From the Ground, Up
Over the past month, we have been overloaded with shots from fashion weeks around the globe. But unlike five years ago, an increasing number are not from the dark depths of the shows, which many of us don't get to experience first hand, but from the street outside.
Clusters of photographers flock at the entrances of major shows looking to capture its attendees as they arrive in their assortment of styles. So, why are the snaps of the stylish showgoers starting to making more of an appearance than the shows themselves?
From Vogue to Hypebeast you'll find London, Milan and New York fashion week street style headlines plastered on the home page. For every piece about what the shows have been like, there’s a follow-up article of who's attended and what they have turned up wearing, and occasionally a photo of an unsuspecting passerby who has no idea what is going on.
So why is this? Seeing outfits on the street gives us the sense of accessibility and relatability.
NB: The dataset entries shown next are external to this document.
use crate::waiter::Waiter;

/// Strong reference-counted handle over a waiter.
///
/// Every copy is a strong reference: cloning increments the waiter's count,
/// dropping releases it, and the last release destroys the waiter. There is
/// no weak variant; a cycle must be broken by clearing a handle before
/// drop. Code that lets its last handle drop while the waiter is still
/// armed has a defect: the heap and poller do not keep waiters alive.
#[derive(Debug, Default)]
pub struct WaiterHandle {
    inner: Option<Waiter>,
}

impl WaiterHandle {
    pub fn new(waiter: Waiter) -> Self {
        waiter.add_ref();
        Self {
            inner: Some(waiter),
        }
    }

    pub fn empty() -> Self {
        Self::default()
    }

    pub fn get(&self) -> Option<Waiter> {
        self.inner
    }

    /// Release the held reference and empty the handle; returns the
    /// remaining count (zero when the waiter was destroyed or the handle
    /// was already empty).
    pub fn clear(&mut self) -> u32 {
        match self.inner.take() {
            Some(waiter) => waiter.release(),
            None => 0,
        }
    }
}

impl Clone for WaiterHandle {
    fn clone(&self) -> Self {
        if let Some(waiter) = self.inner {
            waiter.add_ref();
        }
        Self { inner: self.inner }
    }
}

impl Drop for WaiterHandle {
    fn drop(&mut self) {
        if let Some(waiter) = self.inner.take() {
            waiter.release();
        }
    }
}

impl From<Waiter> for WaiterHandle {
    fn from(waiter: Waiter) -> Self {
        Self::new(waiter)
    }
}

#[cfg(test)]
mod tests {
    use super::*;
    use crate::context;
    use crate::test_utils::Noop;

    fn live_waiters() -> usize {
        context::with_waiters(|arena| arena.len())
    }

    #[test]
    fn test_handle_churn_leaves_count_unchanged() {
        crate::init().expect("init");
        let waiter = Waiter::spawn(Noop);
        waiter.add_ref();
        assert_eq!(waiter.ref_count(), 1);

        let handles: Vec<_> = (0..5).map(|_| WaiterHandle::new(waiter)).collect();
        assert_eq!(waiter.ref_count(), 6);

        let clones: Vec<_> = handles.iter().cloned().collect();
        assert_eq!(waiter.ref_count(), 11);

        drop(clones);
        drop(handles);
        assert_eq!(waiter.ref_count(), 1);
        assert_eq!(live_waiters(), 1);
    }

    #[test]
    fn test_last_handle_destroys_the_waiter() {
        crate::init().expect("init");
        let waiter = Waiter::spawn(Noop);

        let first = WaiterHandle::new(waiter);
        let second = first.clone();
        assert_eq!(waiter.ref_count(), 2);

        drop(first);
        assert_eq!(waiter.ref_count(), 1);
        assert_eq!(live_waiters(), 1);

        drop(second);
        assert_eq!(live_waiters(), 0);
    }

    #[test]
    fn test_clear_empties_the_handle() {
        crate::init().expect("init");
        let waiter = Waiter::spawn(Noop);

        let mut handle = WaiterHandle::new(waiter);
        assert_eq!(handle.clear(), 0);
        assert!(handle.get().is_none());
        assert_eq!(live_waiters(), 0);

        // Clearing twice is a no-op.
        assert_eq!(handle.clear(), 0);
    }

    #[test]
    fn test_empty_handle_is_inert() {
        let handle = WaiterHandle::empty();
        assert!(handle.get().is_none());
        drop(handle);
    }
}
Because really, how many of us can relate to one of those models walking down the runway? We are looking at the influencer, the ones whose lives we follow every day on social media, who give us a true insight into their reality without donning the rose-tinted sunglasses of the fashion week world. There increasingly needs to be an element of real life injected into the shows to bring back the attention of the wider audience.
We've seen it all too many times— tall, slim models walking around in an over the top looking collection, styled in a way none of us would be able to wear in our everyday lives. Seriously though, how many of us are looking for a jumper with sleeves dragging along the floor behind us, waiting to get trapped under the wheel of a trolley on the weekly shop in Tesco? As much as these collections are incredibly beautiful, they aren’t practical, and as consumers, we want something that is stylish, but still able to be worn every day.
Yet street style ticks all the boxes that the runways do not.
Relatability, practicality and accessibility, when you compare street style to the collections you see on the runways, street style comes up as remarkably more approachable. You don't need a fancy invitation to be a part of it. It's all about waking up and doing your own thing, and you could find yourself an Instagram style icon by the time the show has ended.
It has developed, moved with the times but still resourcefully taking from the past. It's something that differs from city to city and person to person, as it's what you individually bring to the street.
The street style take over isn’t just about those who show up in their carefully curated outfits, but those who document them; the ones who are posting the images to multiple websites. The photographers, some are looking for the shot that could make themselves a fashion week star and others are highly respected figures in this whirlwind industry. Bill Cunningham is one of those highly respected figures.
A New York Times photographer who famously cycled around New York with his trusted camera and blue workers jacket, snapping photos of anything that caught his eye around the city. Bill started his work during the 70’s and continued for the most of his life. He had famously quoted ‘The best fashion show is definitely on the street. Always has been and always will be.’ Today we see hundreds of street style photographers trawling the streets for the next internet breaking look, aiming to build a legacy at the status of Bill Cunninghams.
Fashion is from the street and we want to welcome it home.